Magazine

Tax assurance biedt nieuwe perspectieven voor accountant

Het in control denken onder accountants en bestuurders richt zich vooralsnog nauwelijks op fiscale aspecten. Toch liggen daar wel degelijk grote risico's. Fiscaliteit is in de praktijk vaak nog een geïsoleerd fenomeen, waar bestuurders moeilijk grip op kunnen krijgen, terwijl ze toch de handtekening zetten onder een bestuursverklaring. Juist nu de Belastingdienst inzet op een vertrouwensrelatie met de belastingplichtige is het tijd dat de accountant op dit terrein zekerheid gaat verschaffen.

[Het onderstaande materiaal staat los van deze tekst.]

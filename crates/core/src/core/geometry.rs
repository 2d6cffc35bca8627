//! Tape pixel geometry: where units sit, where inputs go, and the arc shape.
//!
//! The canvas is two stacked bands of `height` pixels. The tape image fills
//! the lower band; arcs live in the upper one and land on the boundary.

#[cfg(feature = "serde")]
use serde::{Deserialize, Serialize};

/// Cubic-bezier circle constant, `4/3 * (sqrt(2) - 1)`.
pub const KAPPA: f64 = 0.5522848;

/// Pixel layout of the tape. Matches the stock `tape.png` asset by default.
#[derive(Debug, Clone, Copy, PartialEq)]
#[cfg_attr(feature = "serde", derive(Serialize, Deserialize))]
#[cfg_attr(feature = "serde", serde(default))]
pub struct TapeGeometry {
    /// Width of the tape image and of the canvas.
    pub width: f64,
    /// Height of one band; the canvas is two bands tall.
    pub height: f64,
    /// Pixel x of unit 0.
    pub margin_left: f64,
    /// Pixels between consecutive units.
    pub step: f64,
    /// Width of an input box; also its fixed top offset.
    pub input_size: f64,
    /// Length of each arrowhead stroke.
    pub head_len: f64,
}

impl Default for TapeGeometry {
    fn default() -> Self {
        Self {
            width: 900.0,
            height: 105.0,
            margin_left: 39.0,
            step: 41.0,
            input_size: 20.0,
            head_len: 10.0,
        }
    }
}

#[derive(Debug, Clone, Copy, PartialEq)]
#[cfg_attr(feature = "serde", derive(Serialize))]
pub struct Point {
    pub x: f64,
    pub y: f64,
}

impl Point {
    pub const fn new(x: f64, y: f64) -> Self {
        Self { x, y }
    }
}

/// One `bezierCurveTo` from the current point.
#[derive(Debug, Clone, Copy, PartialEq)]
#[cfg_attr(feature = "serde", derive(Serialize))]
pub struct CubicSegment {
    pub c1: Point,
    pub c2: Point,
    pub to: Point,
}

/// Two short strokes meeting at `tip`.
#[derive(Debug, Clone, Copy, PartialEq)]
#[cfg_attr(feature = "serde", derive(Serialize))]
pub struct ArrowHead {
    pub tip: Point,
    pub upper: Point,
    pub lower: Point,
}

/// A half-ellipse over a tape span plus its arrowhead, in canvas pixels.
#[derive(Debug, Clone, Copy, PartialEq)]
#[cfg_attr(feature = "serde", derive(Serialize))]
pub struct ArcPath {
    pub start: Point,
    pub rise: CubicSegment,
    pub fall: CubicSegment,
    pub head: ArrowHead,
}

impl ArcPath {
    /// Horizontal extent `(left, right)`.
    pub fn x_span(&self) -> (f64, f64) {
        (self.start.x, self.fall.to.x)
    }
}

/// Where an input box goes.
#[derive(Debug, Clone, Copy, PartialEq)]
#[cfg_attr(feature = "serde", derive(Serialize))]
pub enum InputPlacement {
    /// Absolute `left`/`top` offsets in pixels.
    At { left: f64, top: f64 },
    /// Pinned against the right edge, `right` pixels in from it.
    RightEdge { right: f64 },
}

impl TapeGeometry {
    /// Canvas size for both bands.
    pub fn canvas_size(&self) -> (f64, f64) {
        (self.width, self.height * 2.0)
    }

    /// Pixel x of a tape unit.
    pub fn unit_x(&self, unit: u32) -> f64 {
        self.margin_left + self.step * unit as f64
    }

    /// Center an input over the span starting at `start` and `span` units long.
    pub fn input_placement(&self, start: u32, span: u32) -> InputPlacement {
        let mid = span as f64 / 2.0;
        InputPlacement::At {
            left: self.margin_left + self.step * start as f64 + self.step * mid
                - self.input_size / 2.0,
            top: self.input_size,
        }
    }

    /// Placement of the sum input, just past the right edge of the tape.
    pub fn sum_placement(&self) -> InputPlacement {
        InputPlacement::RightEdge { right: -5.0 }
    }

    /// Arc from `start_unit` to `end_unit`, baseline on the band boundary.
    ///
    /// `end_unit < start_unit` is treated as an empty span.
    pub fn arc(&self, start_unit: u32, end_unit: u32) -> ArcPath {
        let end_unit = end_unit.max(start_unit);
        let x = self.unit_x(start_unit);
        let xe = self.unit_x(end_unit);
        let w = xe - x;
        let h = self.height;
        let y = h / 2.0;
        let ym = y + h / 2.0;
        let xm = x + w / 2.0;
        let ox = (w / 2.0) * KAPPA;
        let oy = (h / 2.0) * KAPPA;

        let rise = CubicSegment {
            c1: Point::new(x, ym - oy),
            c2: Point::new(xm - ox, y),
            to: Point::new(xm, y),
        };
        let fall = CubicSegment {
            c1: Point::new(xm + ox, y),
            c2: Point::new(xe, ym - oy),
            to: Point::new(xe, ym),
        };

        let angle = 5f64.atan2(1.0);
        let sixth = std::f64::consts::PI / 6.0;
        let head = ArrowHead {
            tip: Point::new(xe, ym),
            upper: Point::new(
                xe - self.head_len * (angle - sixth).cos(),
                ym - self.head_len * (angle - sixth).sin(),
            ),
            lower: Point::new(
                xe - self.head_len * (angle + sixth).cos(),
                ym - self.head_len * (angle + sixth).sin(),
            ),
        };

        ArcPath {
            start: Point::new(x, ym),
            rise,
            fall,
            head,
        }
    }
}

#[cfg(test)]
mod tests {
    use super::*;

    fn close(a: f64, b: f64) -> bool {
        (a - b).abs() < 1e-9
    }

    #[test]
    fn consecutive_arcs_are_contiguous() {
        let g = TapeGeometry::default();
        let (a, b) = (3, 4);
        let first = g.arc(0, a);
        let second = g.arc(a, a + b);

        let (l1, r1) = first.x_span();
        let (l2, r2) = second.x_span();
        assert!(close(r1, l2));
        assert!(l1 < r1 && l2 < r2);
        assert!(close(r1 - l1, g.step * a as f64));
        assert!(close(r2 - l2, g.step * b as f64));
    }

    #[test]
    fn arc_peaks_at_top_of_upper_half() {
        let g = TapeGeometry::default();
        let arc = g.arc(2, 6);
        assert!(close(arc.start.y, g.height));
        assert!(close(arc.rise.to.y, g.height / 2.0));
        assert!(close(arc.rise.to.x, g.unit_x(4)));
        assert!(close(arc.fall.to.y, g.height));
    }

    #[test]
    fn arrowhead_hangs_off_the_right_end() {
        let g = TapeGeometry::default();
        let arc = g.arc(0, 5);
        assert_eq!(arc.head.tip, arc.fall.to);
        assert!(arc.head.upper.y < arc.head.tip.y);
        assert!(arc.head.lower.y < arc.head.tip.y);
        let len = |p: Point| ((p.x - arc.head.tip.x).powi(2) + (p.y - arc.head.tip.y).powi(2)).sqrt();
        assert!(close(len(arc.head.upper), g.head_len));
        assert!(close(len(arc.head.lower), g.head_len));
    }

    #[test]
    fn reversed_span_collapses() {
        let g = TapeGeometry::default();
        let (l, r) = g.arc(5, 2).x_span();
        assert!(close(l, r));
    }

    #[test]
    fn input_is_centered_over_span() {
        let g = TapeGeometry::default();
        // 39 + 41*0 + 41*1.5 - 10
        assert_eq!(
            g.input_placement(0, 3),
            InputPlacement::At {
                left: 90.5,
                top: 20.0
            }
        );
        // 39 + 41*3 + 41*2 - 10
        assert_eq!(
            g.input_placement(3, 4),
            InputPlacement::At {
                left: 234.0,
                top: 20.0
            }
        );
    }

    #[test]
    fn canvas_is_two_bands() {
        assert_eq!(TapeGeometry::default().canvas_size(), (900.0, 210.0));
    }
}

Dit artikel is verschenen in de Accountant nr. 4, 2007

Bekijk alle artikelen uit dit nummer

» Download dit artikel in pdf

Rob Kamerling en Roy Kramer

Het thema in control staat de laatste jaren zeer nadrukkelijk in de belangstelling. Dat heeft uiteraard alles te maken met de boekhoudschandalen van rond de eeuwwisseling en de daarop volgende wet- en regelgeving zoals de Amerikaanse Sarbanes-Oxley Act en de code Tabaksblat in Nederland. Een van de elementen van deze wet- en regelgeving is dat bestuurders expliciet kenbaar moeten maken dat ze in control zijn over hun organisatie. Dit geldt zeker niet in de laatste plaats ten aanzien van het onderwerp fiscaliteit. De risico's zijn op dat terrein namelijk niet gering, zo laat bijvoorbeeld de Amerikaanse praktijk zien: de meerderheid van de material errors in herziene Amerikaanse jaarrekeningen heeft een fiscale achtergrond. In 2006 moesten maar liefst 155 Amerikaanse beursgenoteerde fondsen hun jaarrekening herzien vanwege fiscale gebreken.

In Nederland doet de Autoriteit Financiële Markten (AFM) op dit moment onderzoek naar de wijze waarop de fiscaliteit is verwerkt in de jaarrekeningen over 2006 van beursgenoteerde bedrijven.

Het moge dan ook duidelijk zijn: het is van groot belang dat ondernemingen grip hebben op de fiscale factor. Dat is niet eenvoudig, zeker niet binnen internationaal opererende organisaties: het vergt een multidisciplinaire aanpak om fiscale processen wereldwijd zodanig in te richten en op elkaar af te stemmen dat bestuurders naar eer en geweten kunnen verklaren ook de fiscale factor goed in de greep te hebben. Daarover later in dit artikel meer.

Horizontaal toezicht

Eerst aandacht voor een relevante ontwikkeling bij de Nederlandse fiscus. Deze zet - onder de noemer horizontaal toezicht - steeds meer in op een vertrouwensrelatie met de belastingplichtige (zie ook ‘de Accountant’, september 2007). Kort samengevat krijgen belastingplichtigen het vertrouwen van de Belastingdienst, maar zij worden dan wel geacht eerlijk en open hun relevante fiscale risico's aan de fiscus voor te leggen.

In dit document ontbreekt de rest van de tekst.